Sonic (smirking): Do you think you can hurl me at the cockpits of this thing, Ben?

Gravattack: WHAT?! Hell no! Let's forget that I'm trying to keep a GIANT SWORD at bay, Sonic. This thing is kicking your ass and you want me to THROW YOU at the cockpits?! I appreciate that you want to help me, but I told you I don't NEED your protection!

Sonic (honestly): I KNOW you don't need my protection, dude, but I said I'd help you find your cousin so you can return to your girlfriend like you promised, and I always keep MY word, so I'll ask again...Do you think you can hurl me at the cockpits of this thing, Ben?

Gravattack (reluctantly): ...Yeah, I can hurl you at the cockpits of this thing. Just make sure you hit it with everything you've got.

Sonic: You got it. Now let's finish this thing!

(At these words, Ben propels Sonic into the sky, where the speedy hedgehog attempts to hit the Egg Conqueror's cockpits with a Boost Attack. Unfortunately, Sonic hits a force field that turns his own speed against him as it violently slams the speedy hedgehog into the ground, much to the delight of Dr. Eggman as he proceeds to crush Sonic with the Egg Conqueror's wrecking ball, much to Ben's horror as the force of the impact pushes him back a good distance.)

Gravattack (horrified): SONIC!!!

Dr. Psychobos (evilly): I'm afraid that Sonic has run off to that little planet called HEAVEN, Benjamin. Isn't that right, Dr. Robotnik?

Dr. Eggman: I'm afraid not, Dr. Psychobos, since I draw the line at KILLING anyone. I CAN say that Sonic has been defeated, and can I just say how HAPPY I am now that I've FINALLY beaten Sonic?!

Sonic (weakly): N-Not really, since you haven't beaten me YET...

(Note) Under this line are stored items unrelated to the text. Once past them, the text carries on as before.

impl Storage {
    /// Open or create a DuckDB database at the provided path with default buffering thresholds.
    pub fn open(path: &str) -> Result<Self, StorageError> {
        Self::with_thresholds(
            path,
            DEFAULT_TICK_BUFFER,
            DEFAULT_EVENT_BUFFER,
            DEFAULT_METRIC_BUFFER,
        )
    }

    /// Override flush thresholds for ticks, events, and metrics respectively.
    pub fn with_thresholds(
        path: &str,
        tick: usize,
        event: usize,
        metric: usize,
    ) -> Result<Self, StorageError> {
        let conn = Connection::open(path)?;
        let mut storage = Self {
            conn,
            buffer: StorageBuffer::default(),
            tick_flush_threshold: tick.max(1),
            event_flush_threshold: event.max(1),
            metric_flush_threshold: metric.max(1),
        };
        storage.initialize_schema()?;
        debug!(path, "opened tick history database");
        Ok(storage)
    }

    fn initialize_schema(&mut self) -> Result<(), StorageError> {
        self.conn.execute_batch(
            "create table if not exists ticks (
                tick bigint primary key,
                alive bigint,
                corpses bigint,
                births bigint,
                deaths bigint,
                kills bigint,
                total_energy double,
                average_energy double,
                photosynthesizers bigint,
                meat_eaters bigint,
                scavengers bigint
            );
            create table if not exists metrics (
                tick bigint,
                name text,
                value double,
                primary key (tick, name)
            );
            create table if not exists events (
                tick bigint,
                kind text,
                count bigint,
                primary key (tick, kind)
            );
            create table if not exists run_config (
                id integer primary key,
                config text
            );",
        )?;
        Ok(())
    }

    fn enqueue(&mut self, payload: &PersistenceBatch) -> Result<(), StorageError> {
        let summary = &payload.summary;
        let tick = summary.tick.0 as i64;

        self.buffer.ticks.push(TickRow {
            tick,
            alive: summary.alive as i64,
            corpses: summary.corpses as i64,
            births: summary.births as i64,
            deaths: summary.deaths as i64,
            kills: summary.kills as i64,
            total_energy: f64::from(summary.total_energy),
            average_energy: f64::from(summary.average_energy),
            photosynthesizers: summary.photosynthesizers as i64,
            meat_eaters: summary.meat_eaters as i64,
            scavengers: summary.scavengers as i64,
        });

        for metric in &payload.metrics {
            self.buffer.metrics.push(MetricRow {
                tick,
                name: metric.name.to_string(),
                value: metric.value,
            });
        }

        for event in &payload.events {
            self.buffer.events.push(EventRow {
                tick,
                kind: event.kind.label().to_string(),
                count: event.count as i64,
            });
        }

        self.maybe_flush()
    }

    /// Persist a simulation payload, buffering until thresholds are met.
    pub fn persist(&mut self, payload: &PersistenceBatch) -> Result<(), StorageError> {
        self.enqueue(payload)
    }

    fn maybe_flush(&mut self) -> Result<(), StorageError> {
        if self.buffer.ticks.len() >= self.tick_flush_threshold
            || self.buffer.metrics.len() >= self.metric_flush_threshold
            || self.buffer.events.len() >= self.event_flush_threshold
        {
            self.flush()?;
        }
        Ok(())
    }

    fn insert_ticks(tx: &Transaction<'_>, rows: &[TickRow]) -> Result<(), duckdb::Error> {
        if rows.is_empty() {
            return Ok(());
        }
        let mut stmt = tx.prepare(
            "insert or replace into ticks (
                tick, alive, corpses, births, deaths, kills,
                total_energy, average_energy, photosynthesizers, meat_eaters, scavengers
            ) values (?, ?, ?, ?, ?, ?, ?, ?, ?, ?, ?)",
        )?;
        for row in rows {
            stmt.execute(params![
                row.tick,
                row.alive,
                row.corpses,
                row.births,
                row.deaths,
                row.kills,
                row.total_energy,
                row.average_energy,
                row.photosynthesizers,
                row.meat_eaters,
                row.scavengers,
            ])?;
        }
        Ok(())
    }

    fn insert_metrics(tx: &Transaction<'_>, rows: &[MetricRow]) -> Result<(), duckdb::Error> {
        if rows.is_empty() {
            return Ok(());
        }
        let mut stmt =
            tx.prepare("insert or replace into metrics (tick, name, value) values (?, ?, ?)")?;
        for row in rows {
            stmt.execute(params![row.tick, row.name, row.value])?;
        }
        Ok(())
    }

    fn insert_events(tx: &Transaction<'_>, rows: &[EventRow]) -> Result<(), duckdb::Error> {
        if rows.is_empty() {
            return Ok(());
        }
        let mut stmt =
            tx.prepare("insert or replace into events (tick, kind, count) values (?, ?, ?)")?;
        for row in rows {
            stmt.execute(params![row.tick, row.kind, row.count])?;
        }
        Ok(())
    }

    /// Force flush buffered records to disk.
    pub fn flush(&mut self) -> Result<(), StorageError> {
        if self.buffer.is_empty() {
            return Ok(());
        }

        let tx = self.conn.transaction()?;
        Self::insert_ticks(&tx, &self.buffer.ticks)?;
        Self::insert_metrics(&tx, &self.buffer.metrics)?;
        Self::insert_events(&tx, &self.buffer.events)?;
        tx.commit()?;
        debug!(ticks = self.buffer.ticks.len(), "flushed tick history");
        self.buffer.clear();
        Ok(())
    }

    /// Store the run configuration alongside the history.
    pub fn record_config(&mut self, config: &GenocellsConfig) -> Result<(), StorageError> {
        let encoded = serde_json::to_string(config)?;
        self.conn.execute(
            "insert or replace into run_config (id, config) values (0, ?)",
            params![encoded],
        )?;
        Ok(())
    }

    /// Configuration previously stored with [`Storage::record_config`].
    pub fn stored_config(&mut self) -> Result<Option<GenocellsConfig>, StorageError> {
        let mut stmt = self
            .conn
            .prepare("select config from run_config where id = 0")?;
        let mut rows = stmt.query([])?;
        let Some(row) = rows.next()? else {
            return Ok(None);
        };
        let encoded: String = row.get(0)?;
        Ok(Some(serde_json::from_str(&encoded)?))
    }

    /// Fetch the latest recorded metrics (ordered by name) up to `limit`.
    pub fn latest_metrics(&mut self, limit: usize) -> Result<Vec<MetricReading>, StorageError> {
        if limit == 0 {
            return Ok(Vec::new());
        }

        self.flush()?;
        let mut stmt = self.conn.prepare("select max(tick) from metrics")?;
        let mut rows = stmt.query([])?;
        let latest_tick = match rows.next()? {
            Some(row) => row.get::<_, Option<i64>>(0)?,
            None => None,
        };
        drop(rows);

        let Some(tick) = latest_tick else {
            return Ok(Vec::new());
        };

        let mut metrics_stmt = self.conn.prepare(
            "select name, value
             from metrics
             where tick = ?
             order by name asc
             limit ?",
        )?;
        let mut metrics_rows = metrics_stmt.query(params![tick, limit as i64])?;
        let mut readings = Vec::new();
        while let Some(row) = metrics_rows.next()? {
            readings.push(MetricReading {
                tick,
                name: row.get(0)?,
                value: row.get(1)?,
            });
        }
        Ok(readings)
    }

    /// The most recent `limit` population samples, oldest first.
    pub fn population_history(
        &mut self,
        limit: usize,
    ) -> Result<Vec<PopulationSample>, StorageError> {
        if limit == 0 {
            return Ok(Vec::new());
        }

        self.flush()?;
        let mut stmt = self.conn.prepare(
            "select tick, alive, corpses, births, deaths, average_energy
             from (select * from ticks order by tick desc limit ?)
             order by tick asc",
        )?;
        let mut rows = stmt.query(params![limit as i64])?;
        let mut samples = Vec::with_capacity(limit.min(1024));
        while let Some(row) = rows.next()? {
            samples.push(PopulationSample {
                tick: row.get(0)?,
                alive: row.get(1)?,
                corpses: row.get(2)?,
                births: row.get(3)?,
                deaths: row.get(4)?,
                average_energy: row.get(5)?,
            });
        }
        Ok(samples)
    }
}

impl Drop for Storage {
    fn drop(&mut self) {
        if let Err(err) = self.flush() {
            warn!(error = %err, "failed to flush persistence buffer on drop");
        }
    }
}

impl WorldPersistence for Storage {
    fn on_tick(&mut self, payload: &PersistenceBatch) {
        if let Err(err) = self.persist(payload) {
            warn!(
                tick = payload.summary.tick.0,
                error = %err,
                "failed to enqueue persistence data"
            );
        }
    }

    fn flush(&mut self) {
        if let Err(err) = Storage::flush(self) {
            warn!(error = %err, "failed to flush tick history");
        }
    }
}

#[derive(Debug)]
enum StorageCommand {
    Persist(PersistenceBatch),
    Flush,
    Shutdown,
}

/// Persistence sink that hands batches to a background writer thread.
pub struct StoragePipeline {
    tx: mpsc::Sender<StorageCommand>,
    storage: Arc<Mutex<Storage>>,
    handle: Option<thread::JoinHandle<()>>,
}
//! Core types shared across the genocells workspace.
//!
//! The simulation is a toroidal grid of cell slots. Every alive cell carries a
//! fixed-length genome that is interpreted one instruction per tick; the
//! [`WorldState`] drives the per-tick visitation and keeps census history.

use rand::{Rng, RngCore, SeedableRng, rngs::SmallRng};
use serde::{Deserialize, Serialize};
use std::borrow::Cow;
use thiserror::Error;

pub mod cell;
pub mod genome;
pub mod grid;
pub mod interpreter;
pub mod world;

pub use cell::{Cell, Direction, FoodSource, SlotState};
pub use genome::{Command, Genome, Instruction, MAX_GENOME_LENGTH};
pub use grid::{Grid, wrap};
pub use interpreter::{StepOutcome, step};
pub use world::{TickEvents, WorldState};

/// Upper bound of a colour channel.
pub const COLOR_MAX: f32 = 255.0;

/// Draw an integer uniformly from the closed range `[from, to]`.
///
/// Degenerate ranges (`from >= to`) always yield `from`.
pub fn random_inclusive(rng: &mut dyn RngCore, from: i32, to: i32) -> i32 {
    if from >= to {
        return from;
    }
    rng.random_range(from..=to)
}

fn clamp_channel(value: f32) -> f32 {
    value.clamp(0.0, COLOR_MAX)
}

/// Errors that can occur when constructing world state.
#[derive(Debug, Error, PartialEq, Eq)]
pub enum WorldStateError {
    /// Indicates an invalid configuration value.
    #[error("invalid configuration: {0}")]
    InvalidConfig(&'static str),
    /// The grid storage could not be allocated.
    #[error("failed to allocate storage for {cells} cells")]
    Allocation { cells: usize },
}

/// Order in which the scheduler visits grid slots during a tick.
#[derive(Debug, Clone, Copy, Serialize, Deserialize, PartialEq, Eq, Hash, Default)]
pub enum TickOrder {
    /// Row-major order, `(0,0), (1,0), ...`.
    Raster,
    /// A permutation of all slots drawn once when the world is built.
    #[default]
    Shuffled,
}

/// Behaviour of `MOVE_FORWARDS` when the facing slot holds a corpse.
#[derive(Debug, Clone, Copy, Serialize, Deserialize, PartialEq, Eq, Hash, Default)]
pub enum CorpseStep {
    /// Absorb the corpse's residual energy and take its slot.
    #[default]
    Consume,
    /// Treat the corpse as an obstacle.
    Block,
}

/// How genome similarity is measured for kin recognition.
#[derive(Debug, Clone, Copy, Serialize, Deserialize, PartialEq, Eq, Hash, Default)]
pub enum SimilarityMode {
    /// All operands and the command must match.
    #[default]
    Exact,
    /// Only the command must match.
    CommandOnly,
}

/// Static configuration for a genocells world.
#[derive(Debug, Clone, Serialize, Deserialize, PartialEq)]
#[serde(default)]
pub struct GenocellsConfig {
    /// Number of grid columns.
    pub grid_width: u32,
    /// Number of grid rows.
    pub grid_height: u32,
    /// Optional RNG seed for reproducible worlds.
    pub rng_seed: Option<u64>,
    /// Instructions per genome (at most [`MAX_GENOME_LENGTH`]).
    pub genome_length: usize,
    /// Inclusive upper bound of the `e` operand.
    pub operand_max: u8,
    /// Chance that a slot is seeded with a random alive cell.
    pub initial_alive_probability: f64,
    /// Energy of freshly seeded cells.
    pub start_energy: f32,
    /// Minimum energy before `MAKE_CHILD` does anything.
    pub reproduction_required_energy: f32,
    /// Chance out of 100 that a child receives one mutation event.
    pub mutation_percent: u32,
    /// Largest colour shift applied by a mutation event.
    pub color_mutation_step: i32,
    /// Cells older than this die on their next step.
    pub cell_max_age: u32,
    /// Ambient metabolic tax paid every step.
    pub noop_cost: f32,
    /// Extra cost of turning.
    pub turn_cost: f32,
    /// Extra cost of moving forwards (paid even when blocked).
    pub movement_cost: f32,
    /// Extra cost of swapping places.
    pub swap_cost: f32,
    /// Energy produced by one photosynthesis step.
    pub photosynthesis_energy: f32,
    /// Minimum energy for an attack; also its cost.
    pub attack_required_energy: f32,
    /// Fraction of the victim's energy taken by an attack.
    pub attack_energy_rate: f32,
    /// Multiplier on the take when the attacker is not a meat eater.
    pub attack_non_meat_scale: f32,
    /// Victim loses this multiple of the attacker's take.
    pub attack_damage_multiplier: f32,
    /// Surcharge paid for killing a victim outright.
    pub attack_kill_cost: f32,
    /// Fraction of residual energy kept by a new corpse.
    pub corpse_energy_fraction: f32,
    /// Behaviour when moving onto a corpse.
    pub corpse_step: CorpseStep,
    /// Whether children may be spawned onto corpses.
    pub spawn_on_corpses: bool,
    /// Visitation order of the scheduler.
    pub tick_order: TickOrder,
    /// Similarity measure used by kin recognition.
    pub similarity: SimilarityMode,
    /// Maximum number of recent tick summaries retained in-memory.
    pub history_capacity: usize,
    /// Interval (ticks) between persistence flushes. 0 disables persistence.
    pub persistence_interval: u32,
}

impl Default for GenocellsConfig {
    fn default() -> Self {
        Self {
            grid_width: 238,
            grid_height: 130,
            rng_seed: None,
            genome_length: 256,
            operand_max: 100,
            initial_alive_probability: 0.2,
            start_energy: 10.0,
            reproduction_required_energy: 80.0,
            mutation_percent: 25,
            color_mutation_step: 16,
            cell_max_age: 1_200,
            noop_cost: 0.2,
            turn_cost: 0.5,
            movement_cost: 1.0,
            swap_cost: 2.0,
            photosynthesis_energy: 5.0,
            attack_required_energy: 1.0,
            attack_energy_rate: 0.5,
            attack_non_meat_scale: 0.5,
            attack_damage_multiplier: 1.5,
            attack_kill_cost: 2.0,
            corpse_energy_fraction: 0.8,
            corpse_step: CorpseStep::Consume,
            spawn_on_corpses: true,
            tick_order: TickOrder::Shuffled,
            similarity: SimilarityMode::Exact,
            history_capacity: 256,
            persistence_interval: 0,
        }
    }
}

impl GenocellsConfig {
    /// Validates the configuration.
    pub fn validate(&self) -> Result<(), WorldStateError> {
        if self.grid_width == 0 || self.grid_height == 0 {
            return Err(WorldStateError::InvalidConfig(
                "grid dimensions must be non-zero",
            ));
        }
        if self.genome_length == 0 || self.genome_length > MAX_GENOME_LENGTH {
            return Err(WorldStateError::InvalidConfig(
                "genome_length must be within 1..=256",
            ));
        }
        if !(0.0..=1.0).contains(&self.initial_alive_probability) {
            return Err(WorldStateError::InvalidConfig(
                "initial_alive_probability must be within [0, 1]",
            ));
        }
        if self.mutation_percent > 100 {
            return Err(WorldStateError::InvalidConfig(
                "mutation_percent cannot exceed 100",
            ));
        }
        if !(0.0..=1.0).contains(&self.corpse_energy_fraction) {
            return Err(WorldStateError::InvalidConfig(
                "corpse_energy_fraction must be within [0, 1]",
            ));
        }
        if self.start_energy < 0.0
            || self.reproduction_required_energy < 0.0
            || self.color_mutation_step < 0
            || self.noop_cost < 0.0
            || self.turn_cost < 0.0
            || self.movement_cost < 0.0
            || self.swap_cost < 0.0
            || self.photosynthesis_energy < 0.0
            || self.attack_required_energy < 0.0
            || self.attack_energy_rate < 0.0
            || self.attack_non_meat_scale < 0.0
            || self.attack_damage_multiplier < 0.0
            || self.attack_kill_cost < 0.0
        {
            return Err(WorldStateError::InvalidConfig(
                "energies, costs, and attack rates must be non-negative",
            ));
        }
        if self.history_capacity == 0 {
            return Err(WorldStateError::InvalidConfig(
                "history_capacity must be non-zero",
            ));
        }
        Ok(())
    }

    /// Number of slots in the configured grid.
    #[must_use]
    pub fn slot_count(&self) -> usize {
        (self.grid_width as usize) * (self.grid_height as usize)
    }

    /// Returns the configured RNG seed, generating one from entropy if absent.
    fn seeded_rng(&self) -> SmallRng {
        match self.rng_seed {
            Some(seed) => SmallRng::seed_from_u64(seed),
            None => {
                let seed: u64 = rand::random();
                SmallRng::seed_from_u64(seed)
            }
        }
    }
}

/// High level simulation clock (ticks processed since boot).
#[derive(
    Debug, Clone, Copy, Default, Serialize, Deserialize, PartialEq, Eq, Hash, PartialOrd, Ord,
)]
pub struct Tick(pub u64);

impl Tick {
    /// Returns the next sequential tick.
    #[must_use]
    pub const fn next(self) -> Self {
        Self(self.0 + 1)
    }

    /// Resets the tick counter back to zero.
    #[must_use]
    pub const fn zero() -> Self {
        Self(0)
    }
}

/// Census emitted to persistence hooks each tick.
#[derive(Debug, Clone, PartialEq, Serialize, Deserialize)]
pub struct TickSummary {
    pub tick: Tick,
    pub alive: usize,
    pub corpses: usize,
    pub births: usize,
    pub deaths: usize,
    pub kills: usize,
    pub total_energy: f32,
    pub average_energy: f32,
    pub photosynthesizers: usize,
    pub meat_eaters: usize,
    pub scavengers: usize,
}

/// Scalar metric sampled during persistence.
#[derive(Debug, Clone, PartialEq)]
pub struct MetricSample {
    pub name: Cow<'static, str>,
    pub value: f64,
}

impl MetricSample {
    /// Creates a new metric sample.
    #[must_use]
    pub fn new(name: impl Into<Cow<'static, str>>, value: f64) -> Self {
        Self {
            name: name.into(),
            value,
        }
    }

    /// Helper for `f32` values.
    #[must_use]
    pub fn from_f32(name: &'static str, value: f32) -> Self {
        Self::new(name, f64::from(value))
    }

    /// Helper for counters.
    #[must_use]
    pub fn from_count(name: &'static str, value: usize) -> Self {
        Self::new(name, value as f64)
    }
}

/// Event type recorded for persistence.
#[derive(Debug, Clone, Copy, PartialEq, Eq, Hash)]
pub enum PersistenceEventKind {
    Births,
    Deaths,
    Kills,
}

impl PersistenceEventKind {
    /// Stable label used by storage backends.
    #[must_use]
    pub const fn label(self) -> &'static str {
        match self {
            Self::Births => "births",
            Self::Deaths => "deaths",
            Self::Kills => "kills",
        }
    }
}

/// Structured persistence event entry.
#[derive(Debug, Clone, PartialEq)]
pub struct PersistenceEvent {
    pub kind: PersistenceEventKind,
    pub count: usize,
}

impl PersistenceEvent {
    /// Construct a new event entry.
    #[must_use]
    pub fn new(kind: PersistenceEventKind, count: usize) -> Self {
        Self { kind, count }
    }
}

/// Aggregate payload forwarded to persistence sinks.
#[derive(Debug, Clone)]
pub struct PersistenceBatch {
    pub summary: TickSummary,
    pub metrics: Vec<MetricSample>,
    pub events: Vec<PersistenceEvent>,
}

/// Persistence sink invoked after each tick.
pub trait WorldPersistence: Send {
    fn on_tick(&mut self, payload: &PersistenceBatch);

    /// Called once when the world is torn down.
    fn flush(&mut self) {}
}

/// No-op persistence sink.
#[derive(Debug, Default)]
pub struct NullPersistence;

impl WorldPersistence for NullPersistence {
    fn on_tick(&mut self, _payload: &PersistenceBatch) {}
}
//! Tick scheduler and world lifecycle.

use rand::{Rng, rngs::SmallRng, seq::SliceRandom};
use serde::{Deserialize, Serialize};
use std::collections::VecDeque;
use std::fmt;
use tracing::{debug, info};

use crate::cell::{Cell, FoodSource};
use crate::grid::Grid;
use crate::interpreter;
use crate::{
    GenocellsConfig, MetricSample, NullPersistence, PersistenceBatch, PersistenceEvent,
    PersistenceEventKind, Tick, TickOrder, TickSummary, WorldPersistence, WorldStateError,
};

/// Events emitted after processing a world tick.
#[derive(Debug, Clone, Serialize, Deserialize, PartialEq, Eq, Default)]
pub struct TickEvents {
    pub tick: Tick,
    pub alive: usize,
    pub births: usize,
    pub deaths: usize,
    pub kills: usize,
    /// Whether the tick's summary was forwarded to the persistence sink.
    pub persisted: bool,
}

/// Simulation state: grid, clock, RNG stream, and census history.
pub struct WorldState {
    config: GenocellsConfig,
    tick: Tick,
    rng: SmallRng,
    grid: Grid,
    update_order: Vec<usize>,
    persistence: Box<dyn WorldPersistence>,
    last_births: usize,
    last_deaths: usize,
    last_kills: usize,
    history: VecDeque<TickSummary>,
}

impl fmt::Debug for WorldState {
    fn fmt(&self, f: &mut fmt::Formatter<'_>) -> fmt::Result {
        f.debug_struct("WorldState")
            .field("config", &self.config)
            .field("tick", &self.tick)
            .field("alive", &self.grid.count_alive())
            .finish()
    }
}

impl WorldState {
    /// Instantiate and randomly seed a new world.
    pub fn new(config: GenocellsConfig) -> Result<Self, WorldStateError> {
        Self::with_persistence(config, Box::new(NullPersistence))
    }

    /// Instantiate and seed a new world reporting to `persistence`.
    pub fn with_persistence(
        config: GenocellsConfig,
        persistence: Box<dyn WorldPersistence>,
    ) -> Result<Self, WorldStateError> {
        let mut world = Self::empty(config, persistence)?;
        world.populate();
        debug!(
            width = world.grid.width(),
            height = world.grid.height(),
            alive = world.grid.count_alive(),
            order = ?world.config.tick_order,
            "seeded world"
        );
        Ok(world)
    }

    /// Instantiate a world with every slot vacant.
    pub fn empty(
        config: GenocellsConfig,
        persistence: Box<dyn WorldPersistence>,
    ) -> Result<Self, WorldStateError> {
        config.validate()?;
        let grid = Grid::new(config.grid_width, config.grid_height)?;
        let rng = config.seeded_rng();
        Ok(Self::assemble(config, grid, Tick::zero(), rng, persistence))
    }

    /// Resume from a previously captured grid and clock.
    ///
    /// The grid dimensions must match the configuration.
    pub fn from_grid(
        config: GenocellsConfig,
        grid: Grid,
        tick: Tick,
        persistence: Box<dyn WorldPersistence>,
    ) -> Result<Self, WorldStateError> {
        config.validate()?;
        if grid.width() != config.grid_width || grid.height() != config.grid_height {
            return Err(WorldStateError::InvalidConfig(
                "grid dimensions do not match configuration",
            ));
        }
        let rng = config.seeded_rng();
        let world = Self::assemble(config, grid, tick, rng, persistence);
        info!(
            tick = tick.0,
            alive = world.grid.count_alive(),
            "restored world"
        );
        Ok(world)
    }

    fn assemble(
        config: GenocellsConfig,
        grid: Grid,
        tick: Tick,
        mut rng: SmallRng,
        persistence: Box<dyn WorldPersistence>,
    ) -> Self {
        let mut update_order: Vec<usize> = (0..grid.len()).collect();
        if config.tick_order == TickOrder::Shuffled {
            update_order.shuffle(&mut rng);
        }
        let history_capacity = config.history_capacity;
        Self {
            config,
            tick,
            rng,
            grid,
            update_order,
            persistence,
            last_births: 0,
            last_deaths: 0,
            last_kills: 0,
            history: VecDeque::with_capacity(history_capacity),
        }
    }

    /// Seed every slot as a random alive cell with the configured probability.
    fn populate(&mut self) {
        let probability = self.config.initial_alive_probability;
        for index in 0..self.grid.len() {
            if self.rng.random_bool(probability) {
                let (x, y) = self.grid.coords(index);
                let cell = Cell::random(x, y, &mut self.rng, &self.config);
                self.grid.set(x, y, cell);
            }
        }
    }

    /// Execute one simulation tick, visiting every slot once in the fixed order.
    ///
    /// Each slot is read from the live grid, so moves and births earlier in the
    /// tick are visible to slots visited later.
    pub fn step(&mut self) -> TickEvents {
        let next_tick = self.tick.next();

        for &index in &self.update_order {
            let Some(cell) = self.grid.cells().get(index).filter(|c| c.is_alive()).cloned()
            else {
                continue;
            };
            let outcome = interpreter::step(&mut self.grid, cell, &self.config, &mut self.rng);
            self.last_births += usize::from(outcome.born);
            self.last_deaths += usize::from(outcome.died) + usize::from(outcome.killed);
            self.last_kills += usize::from(outcome.killed);
        }

        let summary = self.summary_at(next_tick);
        let events = TickEvents {
            tick: next_tick,
            alive: summary.alive,
            births: summary.births,
            deaths: summary.deaths,
            kills: summary.kills,
            persisted: self.stage_persistence(&summary),
        };
        self.push_history(summary);

        self.last_births = 0;
        self.last_deaths = 0;
        self.last_kills = 0;
        self.tick = next_tick;
        events
    }

    fn stage_persistence(&mut self, summary: &TickSummary) -> bool {
        let interval = u64::from(self.config.persistence_interval);
        if interval == 0 || !summary.tick.0.is_multiple_of(interval) {
            return false;
        }

        let metrics = vec![
            MetricSample::from_count("alive", summary.alive),
            MetricSample::from_count("corpses", summary.corpses),
            MetricSample::from_f32("total_energy", summary.total_energy),
            MetricSample::from_f32("average_energy", summary.average_energy),
            MetricSample::from_count("photosynthesizers", summary.photosynthesizers),
            MetricSample::from_count("meat_eaters", summary.meat_eaters),
            MetricSample::from_count("scavengers", summary.scavengers),
        ];

        let mut events = Vec::with_capacity(3);
        for (kind, count) in [
            (PersistenceEventKind::Births, summary.births),
            (PersistenceEventKind::Deaths, summary.deaths),
            (PersistenceEventKind::Kills, summary.kills),
        ] {
            if count > 0 {
                events.push(PersistenceEvent::new(kind, count));
            }
        }

        let batch = PersistenceBatch {
            summary: summary.clone(),
            metrics,
            events,
        };
        self.persistence.on_tick(&batch);
        true
    }

    fn push_history(&mut self, summary: TickSummary) {
        if self.history.len() >= self.config.history_capacity {
            self.history.pop_front();
        }
        self.history.push_back(summary);
    }

    /// Census of the current grid, labelled with the current tick.
    #[must_use]
    pub fn summary(&self) -> TickSummary {
        self.summary_at(self.tick)
    }

    fn summary_at(&self, tick: Tick) -> TickSummary {
        let mut summary = TickSummary {
            tick,
            alive: 0,
            corpses: 0,
            births: self.last_births,
            deaths: self.last_deaths,
            kills: self.last_kills,
            total_energy: 0.0,
            average_energy: 0.0,
            photosynthesizers: 0,
            meat_eaters: 0,
            scavengers: 0,
        };
        for cell in self.grid.cells() {
            if cell.is_corpse() {
                summary.corpses += 1;
                continue;
            }
            if !cell.is_alive() {
                continue;
            }
            summary.alive += 1;
            summary.total_energy += cell.energy;
            match cell.food_source() {
                FoodSource::Photosynthesis => summary.photosynthesizers += 1,
                FoodSource::Meat => summary.meat_eaters += 1,
                FoodSource::DeadCells => summary.scavengers += 1,
                FoodSource::Unknown => {}
            }
        }
        if summary.alive > 0 {
            summary.average_energy = summary.total_energy / summary.alive as f32;
        }
        summary
    }

    /// Wipe the grid and seed a fresh random population; the clock restarts at zero.
    pub fn reset(&mut self) {
        self.grid.clear();
        self.populate();
        self.tick = Tick::zero();
        self.history.clear();
        info!(alive = self.grid.count_alive(), "world reset");
    }

    /// Flush the persistence sink and hand back the final grid.
    pub fn teardown(mut self) -> Grid {
        self.persistence.flush();
        debug!(tick = self.tick.0, "world torn down");
        self.grid
    }

    /// Overwrite one slot, e.g. for interactive placement.
    pub fn set_cell(&mut self, x: u32, y: u32, cell: Cell) {
        self.grid.set(x, y, cell);
    }

    /// Place a freshly generated random cell at `(x, y)`.
    ///
    /// Returns `false` when the coordinate is outside the grid.
    pub fn place_random_cell(&mut self, x: u32, y: u32) -> bool {
        if self.grid.get(x, y).is_none() {
            return false;
        }
        let cell = Cell::random(x, y, &mut self.rng, &self.config);
        self.grid.set(x, y, cell);
        true
    }

    #[must_use]
    pub fn grid(&self) -> &Grid {
        &self.grid
    }

    /// Returns an immutable reference to configuration.
    #[must_use]
    pub fn config(&self) -> &GenocellsConfig {
        &self.config
    }

    /// Current simulation tick.
    #[must_use]
    pub const fn tick(&self) -> Tick {
        self.tick
    }

    /// Flat slot indices in visitation order.
    #[must_use]
    pub fn update_order(&self) -> &[usize] {
        &self.update_order
    }

    #[must_use]
    pub fn count_alive(&self) -> usize {
        self.grid.count_alive()
    }

    #[must_use]
    pub fn count_corpses(&self) -> usize {
        self.grid.count_corpses()
    }

    /// Iterate over retained tick summaries, oldest first.
    pub fn history(&self) -> impl Iterator<Item = &TickSummary> {
        self.history.iter()
    }
}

Gravattack (shocked): No way...

Dr. Psychobos (baffled): Impossible...

Omnitrix: Jeez, he's determined.

(The Omnitrix's claim turns out to be quite accurate, as Ben sees a bloodied and bruised Sonic rising up from the crater left by the wrecking ball with a confident grin despite having a broken left arm and blood dripping from underneath his eyes, much to the fury of Dr. Eggman as he tells the speedy hedgehog to stand down, to which Sonic gives a response that causes Ben to fully realize he can trust the Blue Blur.)

Dr. Eggman (angrily): Grrr...WHY WON'T YOU STAY DOWN?! I'VE ALREADY BEATEN YOU, SO JUST GIVE UP ALREADY!!!

Sonic (defiantly): Heh...I could do this all day.

Gravattack (remorsefully): That may be true, Sonic, but that doesn't mean you HAVE to, since I'm ending this right here and now!

(At these words, Ben uses Gravattack's gravity powers to steal the Egg Conqueror's sword and uses it to destroy the colossal mech by cleaving it in half, with Dr. Eggman and Dr. Psychobos being violently hurled to the ground by the massive explosion, to which Sonic praises Ben before losing consciousness, prompting Ben to propel the Blue Blur over to him as he confronts Dr. Psychobos, whose DNA is scanned by the Omnitrix.)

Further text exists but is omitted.